Optimal degradation of Ciprofloxacin in a heterogeneous Fenton-like process using (δ-FeOOH)/MWCNTs nanocomposite

This study was aimed at the synthesis and characterization of (δ-FeOOH)/MWCNTs nanocomposite as the catalyst for Ciprofloxacin (CIP) removal through a heterogeneous Fenton-like process. The proposed experimental design applies the central composite design (CCD) as a response surface methodology (RSM). The effect of influential parameters, including initial CIP concentration, catalyst dose, H₂O₂ concentration, initial pH, and reaction time on removal, were investigated. (δ-FeOOH)/MWCNTs nanocomposite was synthesized using a single-step co-precipitation technique.

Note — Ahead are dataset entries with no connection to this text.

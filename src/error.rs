//! Error types for timing-service access.
//!
//! Every fallible operation in the crate returns [`TimingError`]. Errors carry
//! enough context to be shown to a user as-is, and classify themselves so the
//! subscription driver can decide whether reconnecting is worthwhile.
//!
//! ## Error Categories
//!
//! - **Transport Errors**: HTTP or WebSocket I/O failures
//! - **Service Errors**: non-success HTTP status or a GraphQL `errors` array
//! - **Payload Errors**: JSON decode failures and envelopes without data
//! - **Protocol Errors**: unexpected subscription messages
//! - **Configuration Errors**: unreadable or invalid config files
//!
//! ## Recovery and Retry
//!
//! ```rust
//! use pitboard::TimingError;
//!
//! let error = TimingError::transport("connection reset by peer");
//! if error.is_retryable() {
//!     for suggestion in error.recovery_suggestions() {
//!         println!("  - {}", suggestion);
//!     }
//! }
//! ```

use std::path::PathBuf;
use std::time::Duration;
use thiserror::Error;

/// Result type alias for timing operations.
pub type Result<T, E = TimingError> = std::result::Result<T, E>;

/// Main error type for timing operations.
#[derive(Error, Debug)]
#[non_exhaustive]
pub enum TimingError {
    #[error("Transport failure: {reason}")]
    Transport {
        reason: String,
        #[source]
        source: Option<Box<dyn std::error::Error + Send + Sync>>,
    },

    #[error("Timing service returned HTTP {status}: {body}")]
    Http { status: u16, body: String },

    #[error("{message}")]
    GraphQl { message: String, additional: usize },

    #[error("Parse error in {context}: {details}")]
    Parse { context: String, details: String },

    #[error("Subscription protocol error: {details}")]
    Protocol { details: String },

    #[error("Operation timed out after {duration:?}")]
    Timeout { duration: Duration },

    #[error("Configuration error in {path}: {details}")]
    Config { path: PathBuf, details: String },

    #[error("Invalid lap time: {millis}ms is negative")]
    InvalidLapTime { millis: i64 },

    #[error("Response contained no {field}")]
    MissingData { field: String },
}

impl TimingError {
    /// Returns whether this error is potentially recoverable through retry.
    pub fn is_retryable(&self) -> bool {
        match self {
            TimingError::Transport { .. } => true,
            TimingError::Timeout { .. } => true,
            TimingError::Http { status, .. } => *status >= 500 || *status == 429,
            TimingError::Protocol { .. } => true,
            TimingError::GraphQl { .. } => false,
            TimingError::Parse { .. } => false,
            TimingError::Config { .. } => false,
            TimingError::InvalidLapTime { .. } => false,
            TimingError::MissingData { .. } => false,
        }
    }

    /// Returns suggested recovery actions for this error.
    pub fn recovery_suggestions(&self) -> Vec<&'static str> {
        match self {
            TimingError::Transport { .. } => vec![
                "Check network connectivity",
                "Verify the timing endpoint URL",
                "Retry once the service is reachable",
            ],
            TimingError::Http { .. } => vec![
                "Check the timing service status",
                "Verify the endpoint accepts GraphQL POST requests",
            ],
            TimingError::GraphQl { .. } => vec![
                "Check the session or championship id",
                "Verify the query matches the service schema",
            ],
            TimingError::Parse { .. } => vec![
                "Check payload compatibility with this client version",
                "Inspect the raw response with debug logging enabled",
            ],
            TimingError::Protocol { .. } => vec![
                "Verify the endpoint speaks graphql-transport-ws",
                "Reconnect to start a fresh subscription",
            ],
            TimingError::Timeout { .. } => vec![
                "Increase the request or connect timeout",
                "Check network latency to the timing service",
            ],
            TimingError::Config { .. } => vec![
                "Check the config file exists and is readable",
                "Validate the YAML syntax and field names",
            ],
            TimingError::InvalidLapTime { .. } => vec![
                "Lap times must be non-negative milliseconds",
            ],
            TimingError::MissingData { .. } => vec![
                "Check the requested id exists",
                "The session may not be published yet",
            ],
        }
    }

    /// Helper constructor for transport errors.
    pub fn transport(reason: impl Into<String>) -> Self {
        TimingError::Transport { reason: reason.into(), source: None }
    }

    /// Helper constructor for transport errors with source.
    pub fn transport_with_source(
        reason: impl Into<String>,
        source: Box<dyn std::error::Error + Send + Sync>,
    ) -> Self {
        TimingError::Transport { reason: reason.into(), source: Some(source) }
    }

    /// Helper constructor for parse errors.
    pub fn parse(context: impl Into<String>, details: impl Into<String>) -> Self {
        TimingError::Parse { context: context.into(), details: details.into() }
    }

    /// Helper constructor for subscription protocol errors.
    pub fn protocol(details: impl Into<String>) -> Self {
        TimingError::Protocol { details: details.into() }
    }

    /// Helper constructor for a GraphQL `errors` array.
    ///
    /// The first message is surfaced; the rest are only counted.
    pub fn graphql<I, S>(messages: I) -> Self
    where
        I: IntoIterator<Item = S>,
        S: Into<String>,
    {
        let mut messages = messages.into_iter();
        let message = messages
            .next()
            .map(Into::into)
            .unwrap_or_else(|| "Timing service reported an unspecified error".to_string());
        TimingError::GraphQl { message, additional: messages.count() }
    }

    /// Helper constructor for config errors.
    pub fn config(path: impl Into<PathBuf>, details: impl Into<String>) -> Self {
        TimingError::Config { path: path.into(), details: details.into() }
    }

    /// Helper constructor for envelopes missing a payload field.
    pub fn missing(field: impl Into<String>) -> Self {
        TimingError::MissingData { field: field.into() }
    }
}

impl From<reqwest::Error> for TimingError {
    fn from(err: reqwest::Error) -> Self {
        if err.is_timeout() {
            return TimingError::transport_with_source("request timed out", Box::new(err));
        }
        if err.is_decode() {
            return TimingError::parse("HTTP response body", err.to_string());
        }
        TimingError::transport_with_source("HTTP request failed", Box::new(err))
    }
}

impl From<tokio_tungstenite::tungstenite::Error> for TimingError {
    fn from(err: tokio_tungstenite::tungstenite::Error) -> Self {
        match err {
            // A bad endpoint will not fix itself on reconnect
            tokio_tungstenite::tungstenite::Error::Url(e) => {
                TimingError::parse("WebSocket endpoint", e.to_string())
            }
            other => TimingError::transport_with_source("WebSocket failure", Box::new(other)),
        }
    }
}

impl From<serde_json::Error> for TimingError {
    fn from(err: serde_json::Error) -> Self {
        TimingError::parse("JSON payload", err.to_string())
    }
}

Besides, nano-feroxyhyte and nanocomposite properties were characterized by transmission electron microscopy(TEM), Fourier-transform infrared spectroscopy (FTIR), energy dispersive X-ray analysis (EDX), particle size analysis (PSA), X-ray diffraction (XRD), vibrating sample magnetometer (VSM) and field emission scanning electron microscopy (FESEM). The inhibitory hale experiment was performed by Escherichia coli (E. coli) to evaluate the antibacterial activity. The optimal CIP removal efficiency (86.9%) was achieved by 131.6 min reaction time, CIP concentration of 10.0 mg/L, catalyst dosage of 23.5 mg, H₂O₂ concentration of 20.6 mM, and initial pH of 5.3, with a biodegradability index (BOD₅/COD) of 0.35 Based on the results, (δ-FeOOH)/MWCNTs showed a significant catalytic activity for CIP removal, which can be attributed to the simultaneous effects of advanced oxidation and absorption.